**EXERCISE INSTRUCTIONS:** Where the word "reports" appears in a line below, copy the whole line.

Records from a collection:
####

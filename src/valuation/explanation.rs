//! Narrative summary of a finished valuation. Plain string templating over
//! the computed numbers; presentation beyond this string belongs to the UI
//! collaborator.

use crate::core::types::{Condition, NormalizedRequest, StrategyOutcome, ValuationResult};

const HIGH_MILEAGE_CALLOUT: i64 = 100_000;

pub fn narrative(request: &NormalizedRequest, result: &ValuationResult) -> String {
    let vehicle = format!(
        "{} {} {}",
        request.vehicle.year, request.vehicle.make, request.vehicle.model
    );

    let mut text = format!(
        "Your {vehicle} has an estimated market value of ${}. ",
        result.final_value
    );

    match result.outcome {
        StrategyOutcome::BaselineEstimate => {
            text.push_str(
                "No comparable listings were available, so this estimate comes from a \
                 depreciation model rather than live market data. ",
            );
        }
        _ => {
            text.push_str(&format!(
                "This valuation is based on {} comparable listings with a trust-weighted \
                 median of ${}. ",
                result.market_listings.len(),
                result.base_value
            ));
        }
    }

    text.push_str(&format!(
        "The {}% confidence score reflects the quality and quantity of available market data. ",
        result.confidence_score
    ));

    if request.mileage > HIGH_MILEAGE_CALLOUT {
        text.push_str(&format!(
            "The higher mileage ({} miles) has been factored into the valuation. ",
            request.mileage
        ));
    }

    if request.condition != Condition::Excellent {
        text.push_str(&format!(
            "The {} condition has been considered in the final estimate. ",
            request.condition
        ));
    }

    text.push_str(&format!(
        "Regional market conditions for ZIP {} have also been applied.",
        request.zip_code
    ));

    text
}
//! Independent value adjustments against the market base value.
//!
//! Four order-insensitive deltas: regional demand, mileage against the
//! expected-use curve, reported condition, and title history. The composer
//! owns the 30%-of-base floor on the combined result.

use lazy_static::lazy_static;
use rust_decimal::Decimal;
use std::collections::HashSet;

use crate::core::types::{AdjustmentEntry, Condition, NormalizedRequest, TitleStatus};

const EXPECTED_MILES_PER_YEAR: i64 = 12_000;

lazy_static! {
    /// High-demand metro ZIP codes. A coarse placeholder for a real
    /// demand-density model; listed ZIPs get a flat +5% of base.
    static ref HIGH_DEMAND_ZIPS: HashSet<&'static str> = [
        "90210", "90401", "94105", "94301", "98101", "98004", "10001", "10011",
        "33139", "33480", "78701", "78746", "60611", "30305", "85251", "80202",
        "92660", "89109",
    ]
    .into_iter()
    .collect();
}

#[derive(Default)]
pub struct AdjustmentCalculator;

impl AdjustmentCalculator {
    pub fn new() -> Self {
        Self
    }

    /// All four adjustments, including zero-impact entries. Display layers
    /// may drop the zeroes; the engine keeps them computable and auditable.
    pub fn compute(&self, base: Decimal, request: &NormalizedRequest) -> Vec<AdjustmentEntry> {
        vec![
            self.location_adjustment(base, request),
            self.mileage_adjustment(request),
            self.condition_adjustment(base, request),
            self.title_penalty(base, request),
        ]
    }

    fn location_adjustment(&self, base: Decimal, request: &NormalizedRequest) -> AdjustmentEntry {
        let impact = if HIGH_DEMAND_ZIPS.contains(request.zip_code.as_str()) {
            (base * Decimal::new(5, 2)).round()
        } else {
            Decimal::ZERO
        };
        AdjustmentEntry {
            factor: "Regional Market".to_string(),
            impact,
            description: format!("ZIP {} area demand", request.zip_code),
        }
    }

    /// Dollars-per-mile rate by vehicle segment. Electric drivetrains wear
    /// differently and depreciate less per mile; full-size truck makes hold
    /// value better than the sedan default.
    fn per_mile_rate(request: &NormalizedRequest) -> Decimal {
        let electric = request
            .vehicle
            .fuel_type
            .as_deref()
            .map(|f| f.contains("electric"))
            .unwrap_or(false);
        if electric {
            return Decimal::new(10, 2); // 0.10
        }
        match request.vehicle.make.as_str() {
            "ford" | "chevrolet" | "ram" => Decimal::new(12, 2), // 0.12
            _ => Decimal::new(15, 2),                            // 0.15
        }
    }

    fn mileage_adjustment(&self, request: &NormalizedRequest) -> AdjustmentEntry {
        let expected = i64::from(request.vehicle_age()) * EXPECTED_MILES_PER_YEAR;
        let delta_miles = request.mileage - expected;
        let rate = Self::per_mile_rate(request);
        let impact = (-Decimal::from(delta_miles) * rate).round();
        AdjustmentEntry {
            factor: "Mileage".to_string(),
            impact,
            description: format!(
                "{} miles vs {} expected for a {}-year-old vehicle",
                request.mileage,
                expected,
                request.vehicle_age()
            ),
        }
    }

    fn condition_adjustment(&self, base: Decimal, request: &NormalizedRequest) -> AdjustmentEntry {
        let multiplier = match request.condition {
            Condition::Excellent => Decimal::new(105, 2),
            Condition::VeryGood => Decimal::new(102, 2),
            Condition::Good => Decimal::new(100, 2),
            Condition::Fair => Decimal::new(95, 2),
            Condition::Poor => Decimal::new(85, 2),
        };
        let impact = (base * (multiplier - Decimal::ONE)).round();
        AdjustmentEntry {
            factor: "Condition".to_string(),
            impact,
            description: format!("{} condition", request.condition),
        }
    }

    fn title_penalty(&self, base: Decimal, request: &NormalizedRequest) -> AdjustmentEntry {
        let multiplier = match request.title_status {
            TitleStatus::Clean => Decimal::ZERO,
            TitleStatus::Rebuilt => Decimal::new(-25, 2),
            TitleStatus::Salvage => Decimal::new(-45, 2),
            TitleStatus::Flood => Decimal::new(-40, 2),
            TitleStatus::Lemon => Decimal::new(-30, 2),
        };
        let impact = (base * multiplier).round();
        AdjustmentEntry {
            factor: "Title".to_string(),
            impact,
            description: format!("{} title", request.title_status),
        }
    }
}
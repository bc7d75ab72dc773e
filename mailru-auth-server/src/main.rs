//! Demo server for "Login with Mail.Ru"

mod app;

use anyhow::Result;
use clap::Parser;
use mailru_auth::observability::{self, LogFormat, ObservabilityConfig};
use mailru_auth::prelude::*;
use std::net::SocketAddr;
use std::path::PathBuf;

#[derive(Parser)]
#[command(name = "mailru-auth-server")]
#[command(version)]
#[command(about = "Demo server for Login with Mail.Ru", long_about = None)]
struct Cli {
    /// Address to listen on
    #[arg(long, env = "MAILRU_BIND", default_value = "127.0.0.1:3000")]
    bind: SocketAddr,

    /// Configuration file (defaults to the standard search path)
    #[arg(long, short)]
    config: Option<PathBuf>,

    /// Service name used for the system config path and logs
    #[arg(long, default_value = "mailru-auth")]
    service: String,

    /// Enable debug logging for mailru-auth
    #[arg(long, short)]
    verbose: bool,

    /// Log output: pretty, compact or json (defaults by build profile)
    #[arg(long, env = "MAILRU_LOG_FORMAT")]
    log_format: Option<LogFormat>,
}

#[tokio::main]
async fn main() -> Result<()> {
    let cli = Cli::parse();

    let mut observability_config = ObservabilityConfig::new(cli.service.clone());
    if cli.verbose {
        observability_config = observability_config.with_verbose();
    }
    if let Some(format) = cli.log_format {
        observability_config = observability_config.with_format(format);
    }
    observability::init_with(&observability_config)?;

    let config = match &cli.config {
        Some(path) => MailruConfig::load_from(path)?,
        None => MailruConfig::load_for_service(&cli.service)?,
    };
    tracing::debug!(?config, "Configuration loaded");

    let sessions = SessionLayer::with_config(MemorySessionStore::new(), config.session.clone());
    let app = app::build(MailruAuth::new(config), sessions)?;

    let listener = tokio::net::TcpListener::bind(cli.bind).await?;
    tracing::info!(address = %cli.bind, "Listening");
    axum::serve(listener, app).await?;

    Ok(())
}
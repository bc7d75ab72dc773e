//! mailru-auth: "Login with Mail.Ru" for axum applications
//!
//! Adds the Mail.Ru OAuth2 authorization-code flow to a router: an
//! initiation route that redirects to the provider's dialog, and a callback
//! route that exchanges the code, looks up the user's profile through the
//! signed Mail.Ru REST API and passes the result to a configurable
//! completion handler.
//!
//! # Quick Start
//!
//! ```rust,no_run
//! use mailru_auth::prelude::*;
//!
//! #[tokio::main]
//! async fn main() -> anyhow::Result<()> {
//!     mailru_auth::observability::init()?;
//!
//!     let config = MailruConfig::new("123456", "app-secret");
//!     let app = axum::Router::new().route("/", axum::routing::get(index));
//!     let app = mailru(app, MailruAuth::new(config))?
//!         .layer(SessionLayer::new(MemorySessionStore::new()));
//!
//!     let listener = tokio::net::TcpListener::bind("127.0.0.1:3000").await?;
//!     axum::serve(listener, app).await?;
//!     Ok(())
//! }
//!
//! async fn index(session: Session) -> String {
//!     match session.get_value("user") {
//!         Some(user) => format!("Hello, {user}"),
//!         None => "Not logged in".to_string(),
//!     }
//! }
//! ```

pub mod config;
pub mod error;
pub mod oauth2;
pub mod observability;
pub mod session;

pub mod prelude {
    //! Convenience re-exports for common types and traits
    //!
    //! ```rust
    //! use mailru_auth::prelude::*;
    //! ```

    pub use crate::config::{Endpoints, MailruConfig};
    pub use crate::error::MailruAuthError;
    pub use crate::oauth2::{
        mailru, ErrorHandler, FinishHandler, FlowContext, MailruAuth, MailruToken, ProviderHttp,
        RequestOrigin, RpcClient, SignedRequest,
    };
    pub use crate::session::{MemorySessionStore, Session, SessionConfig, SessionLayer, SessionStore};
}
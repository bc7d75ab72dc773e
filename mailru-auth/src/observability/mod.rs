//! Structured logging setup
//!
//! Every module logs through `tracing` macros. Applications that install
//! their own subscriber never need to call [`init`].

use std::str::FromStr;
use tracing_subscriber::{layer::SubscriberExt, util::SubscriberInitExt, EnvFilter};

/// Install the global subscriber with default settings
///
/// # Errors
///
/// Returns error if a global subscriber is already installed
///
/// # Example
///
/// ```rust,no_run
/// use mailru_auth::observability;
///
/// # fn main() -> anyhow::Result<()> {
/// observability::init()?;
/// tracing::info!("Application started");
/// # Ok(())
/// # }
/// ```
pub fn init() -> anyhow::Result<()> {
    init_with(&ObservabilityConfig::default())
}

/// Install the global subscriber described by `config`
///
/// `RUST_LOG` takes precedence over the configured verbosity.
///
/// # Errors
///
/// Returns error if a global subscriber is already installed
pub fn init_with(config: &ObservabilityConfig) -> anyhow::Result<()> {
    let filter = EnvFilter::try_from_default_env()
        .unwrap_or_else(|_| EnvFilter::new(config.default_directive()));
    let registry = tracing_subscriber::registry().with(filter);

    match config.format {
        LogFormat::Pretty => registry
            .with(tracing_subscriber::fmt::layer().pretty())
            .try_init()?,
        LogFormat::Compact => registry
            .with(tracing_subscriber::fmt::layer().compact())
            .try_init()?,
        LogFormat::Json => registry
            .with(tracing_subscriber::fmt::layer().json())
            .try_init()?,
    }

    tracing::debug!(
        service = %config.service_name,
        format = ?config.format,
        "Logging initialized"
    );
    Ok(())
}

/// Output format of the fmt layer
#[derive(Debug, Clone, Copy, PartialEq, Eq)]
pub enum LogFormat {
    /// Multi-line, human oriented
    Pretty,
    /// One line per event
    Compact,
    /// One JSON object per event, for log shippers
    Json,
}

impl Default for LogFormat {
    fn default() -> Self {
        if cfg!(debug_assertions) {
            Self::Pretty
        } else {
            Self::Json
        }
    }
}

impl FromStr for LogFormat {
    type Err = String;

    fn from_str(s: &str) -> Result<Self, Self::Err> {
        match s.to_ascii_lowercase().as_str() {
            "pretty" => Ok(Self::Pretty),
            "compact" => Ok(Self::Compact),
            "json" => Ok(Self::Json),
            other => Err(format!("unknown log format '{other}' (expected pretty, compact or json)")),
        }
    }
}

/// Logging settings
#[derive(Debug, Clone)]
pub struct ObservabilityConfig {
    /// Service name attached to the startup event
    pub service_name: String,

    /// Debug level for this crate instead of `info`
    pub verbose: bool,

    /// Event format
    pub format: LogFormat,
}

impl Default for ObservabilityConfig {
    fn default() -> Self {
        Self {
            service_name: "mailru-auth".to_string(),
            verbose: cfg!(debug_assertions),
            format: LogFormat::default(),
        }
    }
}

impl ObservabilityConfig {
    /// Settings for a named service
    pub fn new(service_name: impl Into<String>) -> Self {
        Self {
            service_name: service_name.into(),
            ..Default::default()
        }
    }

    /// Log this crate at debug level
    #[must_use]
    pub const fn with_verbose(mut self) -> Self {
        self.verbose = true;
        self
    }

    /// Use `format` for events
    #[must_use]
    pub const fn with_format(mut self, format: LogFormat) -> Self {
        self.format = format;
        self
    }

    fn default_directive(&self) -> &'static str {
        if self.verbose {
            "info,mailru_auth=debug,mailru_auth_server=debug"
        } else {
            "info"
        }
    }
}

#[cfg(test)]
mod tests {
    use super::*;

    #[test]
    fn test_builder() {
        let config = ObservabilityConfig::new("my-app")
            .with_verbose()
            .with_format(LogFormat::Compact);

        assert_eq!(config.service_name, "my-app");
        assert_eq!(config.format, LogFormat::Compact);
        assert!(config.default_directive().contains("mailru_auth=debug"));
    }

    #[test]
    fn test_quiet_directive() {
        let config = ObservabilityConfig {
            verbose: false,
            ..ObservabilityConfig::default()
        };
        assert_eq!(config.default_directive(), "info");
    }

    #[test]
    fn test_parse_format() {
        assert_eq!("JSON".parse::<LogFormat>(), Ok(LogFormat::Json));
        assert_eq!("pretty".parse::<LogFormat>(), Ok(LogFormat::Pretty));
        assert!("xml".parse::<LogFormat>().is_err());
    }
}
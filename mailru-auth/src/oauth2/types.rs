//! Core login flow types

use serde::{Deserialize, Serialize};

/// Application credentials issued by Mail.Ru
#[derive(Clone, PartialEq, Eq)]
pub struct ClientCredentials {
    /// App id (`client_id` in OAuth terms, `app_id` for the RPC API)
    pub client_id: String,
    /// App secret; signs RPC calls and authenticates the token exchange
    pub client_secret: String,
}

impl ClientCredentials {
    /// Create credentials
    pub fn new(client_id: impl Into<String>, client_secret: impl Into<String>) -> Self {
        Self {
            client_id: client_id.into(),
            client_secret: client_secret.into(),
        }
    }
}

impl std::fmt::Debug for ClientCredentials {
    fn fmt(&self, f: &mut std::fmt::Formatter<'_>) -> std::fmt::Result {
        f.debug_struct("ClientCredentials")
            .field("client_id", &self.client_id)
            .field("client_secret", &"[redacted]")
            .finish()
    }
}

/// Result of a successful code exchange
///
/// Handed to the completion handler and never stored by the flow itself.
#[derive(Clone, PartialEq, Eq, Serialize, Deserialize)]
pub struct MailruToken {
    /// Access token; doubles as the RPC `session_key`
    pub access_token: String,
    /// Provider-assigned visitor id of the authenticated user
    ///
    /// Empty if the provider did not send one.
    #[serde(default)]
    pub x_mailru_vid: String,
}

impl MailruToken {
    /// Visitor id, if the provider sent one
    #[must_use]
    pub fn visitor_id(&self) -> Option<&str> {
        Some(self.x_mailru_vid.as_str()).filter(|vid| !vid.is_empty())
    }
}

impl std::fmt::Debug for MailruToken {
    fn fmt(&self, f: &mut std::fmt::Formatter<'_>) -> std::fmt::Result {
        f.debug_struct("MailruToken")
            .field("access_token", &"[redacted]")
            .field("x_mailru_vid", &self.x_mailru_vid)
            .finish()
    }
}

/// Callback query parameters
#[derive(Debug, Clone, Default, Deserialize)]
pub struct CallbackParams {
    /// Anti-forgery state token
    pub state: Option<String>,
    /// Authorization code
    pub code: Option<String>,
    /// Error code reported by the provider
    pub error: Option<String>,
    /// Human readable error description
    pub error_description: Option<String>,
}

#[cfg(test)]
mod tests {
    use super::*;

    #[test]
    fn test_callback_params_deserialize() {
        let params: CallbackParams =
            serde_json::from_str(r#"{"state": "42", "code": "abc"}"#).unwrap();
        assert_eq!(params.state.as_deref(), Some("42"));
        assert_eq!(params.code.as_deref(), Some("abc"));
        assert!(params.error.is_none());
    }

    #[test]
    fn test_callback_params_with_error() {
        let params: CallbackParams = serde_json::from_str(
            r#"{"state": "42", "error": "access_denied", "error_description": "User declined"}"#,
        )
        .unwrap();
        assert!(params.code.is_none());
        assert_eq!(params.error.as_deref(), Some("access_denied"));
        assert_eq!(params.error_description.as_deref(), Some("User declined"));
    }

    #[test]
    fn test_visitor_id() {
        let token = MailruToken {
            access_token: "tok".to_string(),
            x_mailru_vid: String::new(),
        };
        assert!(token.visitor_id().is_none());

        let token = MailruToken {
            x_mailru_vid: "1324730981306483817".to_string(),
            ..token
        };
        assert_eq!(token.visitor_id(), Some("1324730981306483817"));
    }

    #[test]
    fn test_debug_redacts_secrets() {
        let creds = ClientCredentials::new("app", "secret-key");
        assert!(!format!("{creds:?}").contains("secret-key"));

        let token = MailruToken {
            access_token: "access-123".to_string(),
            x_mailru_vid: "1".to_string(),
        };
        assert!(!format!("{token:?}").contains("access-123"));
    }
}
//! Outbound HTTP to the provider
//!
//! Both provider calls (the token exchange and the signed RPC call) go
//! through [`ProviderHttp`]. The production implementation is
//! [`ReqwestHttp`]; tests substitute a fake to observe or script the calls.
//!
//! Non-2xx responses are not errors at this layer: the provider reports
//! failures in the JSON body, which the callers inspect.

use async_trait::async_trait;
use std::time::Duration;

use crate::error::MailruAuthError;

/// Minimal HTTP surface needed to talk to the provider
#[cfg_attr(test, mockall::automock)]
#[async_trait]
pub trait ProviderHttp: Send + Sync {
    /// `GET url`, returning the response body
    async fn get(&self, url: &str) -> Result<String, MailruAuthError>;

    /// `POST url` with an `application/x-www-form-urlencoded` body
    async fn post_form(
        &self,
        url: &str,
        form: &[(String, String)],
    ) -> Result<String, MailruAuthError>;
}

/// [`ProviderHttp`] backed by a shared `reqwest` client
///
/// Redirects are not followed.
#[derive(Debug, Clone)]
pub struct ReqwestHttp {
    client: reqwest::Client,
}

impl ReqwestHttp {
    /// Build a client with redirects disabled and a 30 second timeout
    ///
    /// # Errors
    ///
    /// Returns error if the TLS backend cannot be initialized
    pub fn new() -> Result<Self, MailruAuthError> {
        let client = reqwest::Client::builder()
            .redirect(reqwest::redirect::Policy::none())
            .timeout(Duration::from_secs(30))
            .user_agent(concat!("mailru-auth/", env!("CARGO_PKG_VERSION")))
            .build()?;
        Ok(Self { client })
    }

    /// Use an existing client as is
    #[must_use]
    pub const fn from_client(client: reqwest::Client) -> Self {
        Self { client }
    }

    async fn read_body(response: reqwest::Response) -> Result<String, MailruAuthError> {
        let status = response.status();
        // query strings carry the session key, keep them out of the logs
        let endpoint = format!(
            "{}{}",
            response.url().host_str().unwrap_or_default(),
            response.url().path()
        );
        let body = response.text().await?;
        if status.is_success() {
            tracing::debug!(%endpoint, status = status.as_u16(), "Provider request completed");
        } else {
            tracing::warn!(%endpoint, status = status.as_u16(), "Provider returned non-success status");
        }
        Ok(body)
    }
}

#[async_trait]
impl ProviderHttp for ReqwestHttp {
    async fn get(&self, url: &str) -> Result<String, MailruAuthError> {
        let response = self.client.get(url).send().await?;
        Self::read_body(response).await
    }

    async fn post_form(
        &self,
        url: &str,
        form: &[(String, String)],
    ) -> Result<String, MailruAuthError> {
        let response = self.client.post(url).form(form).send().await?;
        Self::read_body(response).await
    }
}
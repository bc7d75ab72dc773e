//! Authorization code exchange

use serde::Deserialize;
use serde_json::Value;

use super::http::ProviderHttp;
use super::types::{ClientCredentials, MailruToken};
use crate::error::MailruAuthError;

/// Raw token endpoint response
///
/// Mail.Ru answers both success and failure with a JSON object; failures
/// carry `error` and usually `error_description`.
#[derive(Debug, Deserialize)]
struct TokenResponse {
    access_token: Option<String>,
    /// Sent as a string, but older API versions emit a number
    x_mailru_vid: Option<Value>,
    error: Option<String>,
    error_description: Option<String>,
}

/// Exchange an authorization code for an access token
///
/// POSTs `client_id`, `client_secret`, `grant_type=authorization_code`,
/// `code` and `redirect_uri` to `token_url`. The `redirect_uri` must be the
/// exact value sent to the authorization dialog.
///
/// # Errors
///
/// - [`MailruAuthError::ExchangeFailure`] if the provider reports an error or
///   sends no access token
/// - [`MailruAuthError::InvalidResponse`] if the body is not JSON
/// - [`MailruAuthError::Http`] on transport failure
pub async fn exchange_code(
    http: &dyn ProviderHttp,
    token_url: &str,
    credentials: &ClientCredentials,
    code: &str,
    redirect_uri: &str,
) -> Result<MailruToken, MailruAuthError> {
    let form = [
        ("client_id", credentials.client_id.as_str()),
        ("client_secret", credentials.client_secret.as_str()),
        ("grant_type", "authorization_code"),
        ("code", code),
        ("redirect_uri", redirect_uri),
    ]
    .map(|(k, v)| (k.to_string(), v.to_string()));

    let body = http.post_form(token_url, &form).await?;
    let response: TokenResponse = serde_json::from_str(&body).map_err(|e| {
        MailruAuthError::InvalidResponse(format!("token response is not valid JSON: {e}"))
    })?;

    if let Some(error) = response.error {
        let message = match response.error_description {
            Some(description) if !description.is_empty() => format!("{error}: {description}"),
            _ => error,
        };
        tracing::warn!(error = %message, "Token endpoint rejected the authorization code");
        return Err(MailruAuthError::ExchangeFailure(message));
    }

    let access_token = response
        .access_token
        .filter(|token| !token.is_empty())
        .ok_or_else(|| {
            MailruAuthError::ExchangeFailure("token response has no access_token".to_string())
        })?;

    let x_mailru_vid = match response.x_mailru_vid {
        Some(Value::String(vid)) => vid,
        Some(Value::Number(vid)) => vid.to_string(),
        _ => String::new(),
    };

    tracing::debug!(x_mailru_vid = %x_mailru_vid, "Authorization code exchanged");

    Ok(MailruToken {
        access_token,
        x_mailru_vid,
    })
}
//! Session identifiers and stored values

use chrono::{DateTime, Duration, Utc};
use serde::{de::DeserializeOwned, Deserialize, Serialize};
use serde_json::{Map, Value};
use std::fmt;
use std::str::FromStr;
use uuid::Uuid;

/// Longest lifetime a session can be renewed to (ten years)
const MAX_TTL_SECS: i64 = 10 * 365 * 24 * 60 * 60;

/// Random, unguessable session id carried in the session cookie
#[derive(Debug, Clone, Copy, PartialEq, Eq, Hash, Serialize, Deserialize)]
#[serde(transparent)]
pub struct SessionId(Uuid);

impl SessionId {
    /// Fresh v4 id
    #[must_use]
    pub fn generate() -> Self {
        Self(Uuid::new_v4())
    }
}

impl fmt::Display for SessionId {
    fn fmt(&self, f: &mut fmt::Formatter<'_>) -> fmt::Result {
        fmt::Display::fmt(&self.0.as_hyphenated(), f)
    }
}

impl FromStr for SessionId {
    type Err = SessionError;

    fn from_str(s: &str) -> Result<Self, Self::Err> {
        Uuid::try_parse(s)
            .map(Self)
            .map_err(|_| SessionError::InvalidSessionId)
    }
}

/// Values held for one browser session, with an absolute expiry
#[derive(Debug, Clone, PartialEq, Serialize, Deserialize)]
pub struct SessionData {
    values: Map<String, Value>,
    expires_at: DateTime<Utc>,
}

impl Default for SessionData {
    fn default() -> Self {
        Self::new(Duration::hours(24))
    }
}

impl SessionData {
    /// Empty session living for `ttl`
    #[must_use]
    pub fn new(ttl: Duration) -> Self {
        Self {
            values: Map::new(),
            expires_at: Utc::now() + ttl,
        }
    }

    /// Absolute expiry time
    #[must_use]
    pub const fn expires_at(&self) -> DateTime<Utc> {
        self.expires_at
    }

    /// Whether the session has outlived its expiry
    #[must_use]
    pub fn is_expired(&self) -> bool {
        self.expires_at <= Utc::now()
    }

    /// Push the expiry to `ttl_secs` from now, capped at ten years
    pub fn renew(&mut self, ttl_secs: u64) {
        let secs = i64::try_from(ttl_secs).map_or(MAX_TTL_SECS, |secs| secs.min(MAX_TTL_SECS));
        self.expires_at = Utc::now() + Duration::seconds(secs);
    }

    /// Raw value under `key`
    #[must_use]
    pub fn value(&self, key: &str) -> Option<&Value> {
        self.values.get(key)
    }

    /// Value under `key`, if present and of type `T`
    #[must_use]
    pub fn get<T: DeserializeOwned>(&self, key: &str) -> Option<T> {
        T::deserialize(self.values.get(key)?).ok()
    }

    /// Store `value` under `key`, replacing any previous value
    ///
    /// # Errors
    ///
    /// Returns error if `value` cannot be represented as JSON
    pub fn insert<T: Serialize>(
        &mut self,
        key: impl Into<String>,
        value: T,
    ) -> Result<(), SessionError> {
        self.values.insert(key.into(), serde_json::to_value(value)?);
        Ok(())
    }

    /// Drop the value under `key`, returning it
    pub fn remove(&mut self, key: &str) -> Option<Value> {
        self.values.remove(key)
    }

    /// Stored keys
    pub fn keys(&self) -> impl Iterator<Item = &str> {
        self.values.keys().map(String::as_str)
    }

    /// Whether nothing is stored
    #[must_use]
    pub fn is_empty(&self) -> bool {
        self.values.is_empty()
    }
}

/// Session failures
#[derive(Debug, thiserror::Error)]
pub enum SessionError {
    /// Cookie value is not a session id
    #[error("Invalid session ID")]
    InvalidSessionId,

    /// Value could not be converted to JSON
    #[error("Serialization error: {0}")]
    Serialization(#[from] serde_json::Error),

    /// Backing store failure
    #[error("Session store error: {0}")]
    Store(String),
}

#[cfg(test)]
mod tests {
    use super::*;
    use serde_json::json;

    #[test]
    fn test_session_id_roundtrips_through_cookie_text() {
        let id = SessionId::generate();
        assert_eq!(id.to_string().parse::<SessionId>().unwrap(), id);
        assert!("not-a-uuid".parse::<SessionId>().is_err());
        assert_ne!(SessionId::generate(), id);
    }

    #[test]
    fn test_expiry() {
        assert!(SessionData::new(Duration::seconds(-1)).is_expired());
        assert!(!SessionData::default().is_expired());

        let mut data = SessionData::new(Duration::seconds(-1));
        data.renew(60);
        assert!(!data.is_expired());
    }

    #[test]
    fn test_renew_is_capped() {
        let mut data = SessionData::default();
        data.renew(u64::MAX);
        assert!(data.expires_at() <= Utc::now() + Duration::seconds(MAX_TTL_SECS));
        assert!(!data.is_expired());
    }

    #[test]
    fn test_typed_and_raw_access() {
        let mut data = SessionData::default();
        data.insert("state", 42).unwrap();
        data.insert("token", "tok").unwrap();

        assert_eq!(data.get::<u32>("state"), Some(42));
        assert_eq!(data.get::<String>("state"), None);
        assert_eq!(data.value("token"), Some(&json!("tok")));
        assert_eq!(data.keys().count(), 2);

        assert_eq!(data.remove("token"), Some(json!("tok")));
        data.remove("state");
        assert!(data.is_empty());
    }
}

####

**RESULT:**
//! Non-2xx responses are not errors at this layer: the provider reports
/// - [`MailruAuthError::ExchangeFailure`] if the provider reports an error or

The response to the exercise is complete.